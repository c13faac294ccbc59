/// Test utilities for building FARM log buffers
use byteorder::{LittleEndian, WriteBytesExt};
use farm_report::layout::{PageKind, PAGE_FIELDS, PAGE_ID};

#[allow(dead_code)]
pub const SUPPORTED: u8 = 0x01;
#[allow(dead_code)]
pub const PRESENT: u8 = 0x03;

/// Builder for creating FARM log test buffers
#[allow(dead_code)]
pub struct FarmLogBuilder {
    fields: Vec<u64>,
}

#[allow(dead_code)]
impl FarmLogBuilder {
    /// Create a log with all six pages identified and every other field unsupported
    pub fn new() -> Self {
        let mut builder = Self::blank();
        for kind in PageKind::ALL {
            builder.put(kind, PAGE_ID, PRESENT, 0, kind.expected_id());
        }
        builder
    }

    /// Create a log of all-zero fields, with no page identified
    pub fn blank() -> Self {
        Self {
            fields: vec![0; PAGE_FIELDS * PageKind::ALL.len()],
        }
    }

    fn put(&mut self, kind: PageKind, offset: usize, status: u8, flags: u8, payload: u64) {
        let raw = (u64::from(status) << 56)
            | (u64::from(flags) << 48)
            | (payload & 0x0000_FFFF_FFFF_FFFF);
        self.fields[kind.index() * PAGE_FIELDS + offset] = raw;
    }

    /// Set a field with an explicit status byte
    pub fn field(mut self, kind: PageKind, offset: usize, status: u8, payload: u64) -> Self {
        self.put(kind, offset, status, 0, payload);
        self
    }

    /// Set a supported, valid field
    pub fn present(self, kind: PageKind, offset: usize, payload: u64) -> Self {
        self.field(kind, offset, PRESENT, payload)
    }

    /// Set a supported, valid field with an encoding flag byte
    pub fn flagged(mut self, kind: PageKind, offset: usize, flags: u8, payload: u64) -> Self {
        self.put(kind, offset, PRESENT, flags, payload);
        self
    }

    /// Store a full 64-bit word as-is
    pub fn raw(mut self, kind: PageKind, offset: usize, raw: u64) -> Self {
        self.fields[kind.index() * PAGE_FIELDS + offset] = raw;
        self
    }

    /// Spread `text` over consecutive fields, four byte-swapped characters per field
    pub fn ascii(mut self, kind: PageKind, offset: usize, text: &str, count: usize) -> Self {
        let mut bytes = text.as_bytes().to_vec();
        bytes.resize(count * 4, 0);
        for (index, chunk) in bytes.chunks_exact(4).enumerate() {
            let dword = u32::from_le_bytes([chunk[1], chunk[0], chunk[3], chunk[2]]);
            self.put(kind, offset + index, PRESENT, 0, u64::from(dword));
        }
        self
    }

    /// Mark the drive as SATA or SAS the way the drive information page does
    pub fn interface(self, name: &str) -> Self {
        let mut bytes = [0u8; 8];
        for (slot, byte) in bytes.iter_mut().zip(name.bytes().take(6)) {
            *slot = byte;
        }
        self.present(
            PageKind::DriveInformation,
            6,
            u64::from_le_bytes(bytes),
        )
    }

    /// Set both the log's maximum and the drive's reported head count
    pub fn heads(self, count: u64) -> Self {
        self.present(PageKind::Header, 6, count)
            .present(PageKind::DriveInformation, 11, count)
    }

    /// Set the FARM version in the header
    pub fn version(self, major: u64, minor: u64) -> Self {
        self.present(PageKind::Header, 1, major)
            .present(PageKind::Header, 2, minor)
    }

    /// Set the lowest and highest POH timestamps, in milliseconds
    pub fn poh_range(self, lowest_ms: u64, highest_ms: u64) -> Self {
        self.present(PageKind::DriveInformation, 28, lowest_ms)
            .present(PageKind::DriveInformation, 29, highest_ms)
    }

    /// Corrupt a page identifier so the page is skipped
    pub fn mismatch(self, kind: PageKind) -> Self {
        self.present(kind, PAGE_ID, 0x7F)
    }

    /// Build the final byte buffer
    pub fn build(self) -> Vec<u8> {
        let mut data = Vec::with_capacity(self.fields.len() * 8);
        for raw in self.fields {
            data.write_u64::<LittleEndian>(raw).unwrap();
        }
        data
    }

    /// Build and keep only the first `len` bytes
    pub fn build_truncated(self, len: usize) -> Vec<u8> {
        let mut data = self.build();
        data.truncate(len);
        data
    }
}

** YOUR INSTRUCTIONS **
Filter the entries down to the lines with the word "minor" in them, and copy those lines.

** REPLY **
    pub fn version(self, major: u64, minor: u64) -> Self {
            .present(PageKind::Header, 2, minor)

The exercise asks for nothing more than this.